The Week Ahead
As we move towards the end of February there are several focal points for market participation. In particular, developments on the Covid pandemic will be critical – including UK Prime Minister Johnson's roadmap out of the lockdown – as well as a summit of EU leaders later in the week.
On top of this, investors will be focusing on US stimulus, with the potential for a floor vote in the House of Representatives at the end of the week, as well as remarks from Fed Chair Powell and ECB President Lagarde. Finally, earnings season will continue, with 64 S&P 500 companies reporting.
After a week of heated rates debate, it's becoming apparent that reflation will likely be the central theme of 2021. Many investors started to price higher inflation along with more robust growth rates, particularly in the US, on the back of an ultra-accommodative monetary and fiscal backdrop. And just because there were a few misses on weekly US jobs data report – a direct consequence of mobility restrictions resulting in a servicing sector malaise – it doesn't mean we aren’t on the road to inflationary fireworks.
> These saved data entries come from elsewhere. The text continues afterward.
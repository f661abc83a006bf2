//! 会话服务
//!
//! 实时通道与 REST 共用的用例层：消息收发、已读回执、输入提示、
//! 未读统计、历史查询与删除。实时投递一律尽力而为，失败只记日志；
//! 持久化失败全部向上传播。

use std::sync::Arc;

use domain::{
    delivery_targets, Message, MessageContent, MessageId, RoomAddress, UserId, UserRole,
};
use serde::{Deserialize, Serialize};
use tracing::{debug, error, info, warn};
use uuid::Uuid;

use crate::clock::Clock;
use crate::dto::{MessageDto, UnreadBySenderDto};
use crate::error::ApplicationError;
use crate::events::ChannelEvent;
use crate::presence::{ChannelHandle, PresenceRegistry};
use crate::repository::{HistoryScope, MessagePage, MessageRepository, UnreadScope, UserDirectory};

/// 发送消息请求。家长发送时忽略 `receiver_id`（固定进入员工池），
/// 员工发送时必填。
#[derive(Debug, Clone, Serialize, Deserialize)]
pub struct SendMessageRequest {
    pub sender_id: Uuid,
    pub sender_role: UserRole,
    pub content: String,
    pub receiver_id: Option<Uuid>,
    #[serde(default)]
    pub attachments: Vec<String>,
}

/// 服务依赖，全部以端口注入。
pub struct ChatServiceDependencies {
    pub message_repository: Arc<dyn MessageRepository>,
    pub user_directory: Arc<dyn UserDirectory>,
    pub presence: Arc<dyn PresenceRegistry>,
    pub clock: Arc<dyn Clock>,
}

pub struct ChatService {
    message_repository: Arc<dyn MessageRepository>,
    user_directory: Arc<dyn UserDirectory>,
    presence: Arc<dyn PresenceRegistry>,
    clock: Arc<dyn Clock>,
}

impl ChatService {
    pub fn new(deps: ChatServiceDependencies) -> Self {
        Self {
            message_repository: deps.message_repository,
            user_directory: deps.user_directory,
            presence: deps.presence,
            clock: deps.clock,
        }
    }

    /// 登记一条新连接。家长上线时向员工池广播 `user_connected`。
    pub async fn connect(
        &self,
        user_id: UserId,
        role: UserRole,
        channel: ChannelHandle,
    ) -> RoomAddress {
        let room = self.presence.upsert(user_id, role, channel).await;
        info!(user_id = %user_id, role = ?role, "用户已连接");

        if role == UserRole::Parent {
            self.presence
                .deliver_to_staff(ChannelEvent::UserConnected {
                    user_id: user_id.into(),
                    timestamp: self.clock.now(),
                })
                .await;
        }
        room
    }

    /// 注销连接。只有 `connection_id` 仍是当前登记时才生效，
    /// 被新连接替换过的旧连接在这里静默退出。
    pub async fn disconnect(&self, user_id: UserId, connection_id: Uuid) {
        let Some(entry) = self.presence.remove_connection(user_id, connection_id).await else {
            debug!(user_id = %user_id, "断开的连接已被替换，跳过清理");
            return;
        };
        info!(user_id = %user_id, role = ?entry.role, "用户已断开");

        if entry.role == UserRole::Parent {
            self.presence
                .deliver_to_staff(ChannelEvent::UserDisconnected {
                    user_id: user_id.into(),
                    timestamp: self.clock.now(),
                })
                .await;
        }
    }

    /// 发送消息：校验、落库、再按路由规则投递。
    ///
    /// 投递发生在落库之后，接收方不在线只影响实时推送，不影响
    /// 历史与未读统计。
    pub async fn send_message(
        &self,
        request: SendMessageRequest,
    ) -> Result<MessageDto, ApplicationError> {
        let sender_id = UserId::from(request.sender_id);
        let content = MessageContent::new(&request.content)?;

        // 家长消息固定进入员工池，忽略客户端携带的接收者
        let receiver_id = match request.sender_role {
            UserRole::Parent => None,
            UserRole::Staff => {
                let receiver =
                    UserId::from(request.receiver_id.ok_or(domain::DomainError::ReceiverRequired)?);
                if self.user_directory.role_of(receiver).await?.is_none() {
                    return Err(ApplicationError::not_found("receiver"));
                }
                Some(receiver)
            }
        };

        let now = self.clock.now();
        let message = Message::new_direct(
            MessageId::from(Uuid::new_v4()),
            sender_id,
            receiver_id,
            content,
            request.attachments,
            now,
        );
        self.message_repository.create(&message).await.map_err(|err| {
            error!(error = %err, message_id = %message.id, sender_id = %sender_id, "消息持久化失败");
            err
        })?;

        let connected_staff = self.presence.connected_staff().await;
        let targets = delivery_targets(request.sender_role, receiver_id, &connected_staff)?;

        let dto = MessageDto::from(&message);
        let event = ChannelEvent::NewMessage {
            message: dto.clone(),
            sender_id: request.sender_id,
            sender_role: request.sender_role,
        };
        let mut delivered = 0usize;
        for room in &targets {
            if self.presence.deliver(room, event.clone()).await {
                delivered += 1;
            } else {
                debug!(room = %room, message_id = %message.id, "目标不在线，跳过实时投递");
            }
        }
        info!(
            message_id = %message.id,
            sender_id = %sender_id,
            targets = targets.len(),
            delivered,
            "消息已发送"
        );

        // 员工定向发送后在自己房间收到送达确认
        if request.sender_role == UserRole::Staff {
            let confirmation = ChannelEvent::MessageSent {
                message: dto.clone(),
                status: "delivered".to_string(),
            };
            self.presence
                .deliver(&RoomAddress::from_user(sender_id), confirmation)
                .await;
        }

        Ok(dto)
    }

    /// 标记已读。重复标记是成功的空操作，不重发回执。
    pub async fn mark_read(
        &self,
        message_id: Uuid,
        reader_id: Uuid,
    ) -> Result<(), ApplicationError> {
        let reader = UserId::from(reader_id);
        let mut message = self
            .message_repository
            .find_by_id(MessageId::from(message_id))
            .await?
            .ok_or(ApplicationError::not_found("message"))?;
        if message.is_deleted() {
            return Err(ApplicationError::not_found("message"));
        }

        let changed = match message.mark_read(reader, self.clock.now()) {
            Ok(changed) => changed,
            Err(domain::DomainError::NotMessageReceiver) => {
                return Err(ApplicationError::Unauthorized);
            }
            Err(err) => return Err(err.into()),
        };
        if !changed {
            debug!(message_id = %message.id, reader = %reader, "消息已是已读状态，跳过回执");
            return Ok(());
        }

        self.message_repository.update(&message).await.map_err(|err| {
            error!(error = %err, message_id = %message.id, "已读状态写回失败");
            err
        })?;

        let receipt = ChannelEvent::MessageReadReceipt {
            message_id,
            read_by: reader_id,
            // mark_read 返回 true 时 read_at 必然已写入
            read_at: message.read_at.unwrap_or(message.updated_at),
        };
        let sender_room = RoomAddress::from_user(message.sender_id);
        if !self.presence.deliver(&sender_room, receipt).await {
            debug!(message_id = %message.id, "发送者不在线，已读回执未投递");
        }
        Ok(())
    }

    /// 输入提示。家长的提示广播给员工池；员工的提示需要指明家长，
    /// 缺省时静默丢弃。
    pub async fn typing(
        &self,
        user_id: Uuid,
        role: UserRole,
        receiver_id: Option<Uuid>,
        is_typing: bool,
    ) {
        match role {
            UserRole::Parent => {
                self.presence
                    .deliver_to_staff(ChannelEvent::UserTyping { user_id, is_typing })
                    .await;
            }
            UserRole::Staff => {
                let Some(receiver) = receiver_id else {
                    debug!(staff_id = %user_id, "员工输入提示缺少接收者，忽略");
                    return;
                };
                let event = ChannelEvent::StaffTyping {
                    staff_id: user_id,
                    is_typing,
                };
                self.presence
                    .deliver(&RoomAddress::from_user(UserId::from(receiver)), event)
                    .await;
            }
        }
    }

    /// 当前用户口径下的未读数。
    pub async fn unread_count(
        &self,
        user_id: Uuid,
        role: UserRole,
    ) -> Result<u64, ApplicationError> {
        let scope = match role {
            UserRole::Parent => UnreadScope::Parent(UserId::from(user_id)),
            UserRole::Staff => UnreadScope::Staff(UserId::from(user_id)),
        };
        Ok(self.message_repository.count_unread(scope).await?)
    }

    /// 员工看板：按家长聚合的未读数。家长调用直接拒绝。
    pub async fn unread_counts_by_parent(
        &self,
        role: UserRole,
    ) -> Result<Vec<UnreadBySenderDto>, ApplicationError> {
        if role != UserRole::Staff {
            return Err(ApplicationError::Unauthorized);
        }
        let counts = self.message_repository.count_unread_by_parent().await?;
        Ok(counts
            .into_iter()
            .map(|(user_id, unread_count)| UnreadBySenderDto {
                user_id: user_id.into(),
                unread_count,
            })
            .collect())
    }

    /// 历史查询。家长只能看自己的会话；员工不带 `counterpart`
    /// 时看员工池全景，带上则看与该家长的双向会话。
    pub async fn chat_history(
        &self,
        user_id: Uuid,
        role: UserRole,
        counterpart: Option<Uuid>,
        page: u32,
        limit: u32,
    ) -> Result<MessagePage, ApplicationError> {
        let scope = Self::history_scope(UserId::from(user_id), role, counterpart);
        let page = page.max(1);
        let limit = limit.clamp(1, 100);
        Ok(self
            .message_repository
            .chat_history(scope, page, limit)
            .await?)
    }

    /// 删除单条消息。发送者本人或任意员工可删；删除后向会话双方
    /// 推送 `message_deleted`。
    pub async fn delete_message(
        &self,
        message_id: Uuid,
        actor_id: Uuid,
        actor_role: UserRole,
    ) -> Result<(), ApplicationError> {
        let actor = UserId::from(actor_id);
        let mut message = self
            .message_repository
            .find_by_id(MessageId::from(message_id))
            .await?
            .ok_or(ApplicationError::not_found("message"))?;
        if message.is_deleted() {
            return Err(ApplicationError::not_found("message"));
        }
        if message.sender_id != actor && actor_role != UserRole::Staff {
            return Err(ApplicationError::Unauthorized);
        }

        let now = self.clock.now();
        message.mark_deleted(now);
        self.message_repository.update(&message).await.map_err(|err| {
            error!(error = %err, message_id = %message.id, "删除状态写回失败");
            err
        })?;
        info!(message_id = %message.id, actor = %actor, "消息已删除");

        let event = ChannelEvent::MessageDeleted {
            message_id,
            timestamp: now,
        };
        self.presence
            .deliver(&RoomAddress::from_user(message.sender_id), event.clone())
            .await;
        match message.receiver_id {
            Some(receiver) => {
                self.presence
                    .deliver(&RoomAddress::from_user(receiver), event)
                    .await;
            }
            None => {
                // 员工池消息：全体在线员工都看到过，通知他们移除
                self.presence.deliver_to_staff(event).await;
            }
        }
        Ok(())
    }

    /// 清空一段历史（软删除），返回受影响条数。
    pub async fn clear_history(
        &self,
        user_id: Uuid,
        role: UserRole,
        counterpart: Option<Uuid>,
    ) -> Result<u64, ApplicationError> {
        let scope = Self::history_scope(UserId::from(user_id), role, counterpart);
        let affected = self
            .message_repository
            .soft_delete_history(scope, self.clock.now())
            .await
            .map_err(|err| {
                error!(error = %err, user = %user_id, "历史清除写入失败");
                err
            })?;
        warn!(user = %user_id, affected, "历史记录已清空");
        Ok(affected)
    }

    fn history_scope(user_id: UserId, role: UserRole, counterpart: Option<Uuid>) -> HistoryScope {
        match (role, counterpart) {
            (UserRole::Parent, _) => HistoryScope::Participant(user_id),
            (UserRole::Staff, None) => HistoryScope::StaffPool,
            (UserRole::Staff, Some(parent)) => HistoryScope::Conversation {
                staff_id: user_id,
                parent_id: UserId::from(parent),
            },
        }
    }
}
But it does seem we continue to see-saw between higher rates being the harbinger of doom to the markets being able to handle higher yields. The thorny point is trying to pick a number out of a hat that will cause maximum market discomfort as the stock markets don't like rapidly rising real yields. I stress "rapidly" here as I think the market can handle even higher rates (+1.5 %) if the economic condition remains supportive and the rise is gradual. The long-term balancing act suggests any risk market can stay at lofty levels, provided the macro conditions remain well supported.
Not out of the woods, but optimistic and despite resilient manufacturing, restriction-related services weakness kept the composite PMI in contractionary territory. The flash Eurozone Composite PMI rose by 0.3 points to 48.1 in February, suggesting ongoing economic activity contraction. The sharp divergence between strong manufacturing and weak services have been a worrying and consistent feature during the Covid-crisis, and even post-crisis in China.
Pull-back in crude prices, with WTI back below $60/bbl as some inevitable exhaustion and profit-taking hit as the Texas cold snap, looks to be receding. And highlighting one of the significant risks around the supply-side outlook, the Biden administration is exploring diplomatic re-engagement with Iran. Both factors contributed to a cooling of oil prices, despite a bullish 7.26mb US crude inventory drop reported yesterday by the EIA.
There’s still a significant gap between the US and Iranian positions: Iranian officials are still insisting on removing all US sanctions as a prerequisite for talks. The US wants Iran to return to compliance with the nuclear deal before making additional concessions. But this recent news is still a sign of progress that will limit upside in oil and may drive another wedge as markets weigh the impact of an additional 1-1.5mb/d of Iranian supply.
Forex has devolved into a 24-48-hour trade, and I don't think there’s an easy path with global breakevens driven by a surge in the inflation risk premium component all moving to the same beat. The increase reflects a dissipation of perceived downside risk to the inflation outlook amid a broad-based improvement in global economic prospects, massive fiscal stimulus and widespread monetary easing.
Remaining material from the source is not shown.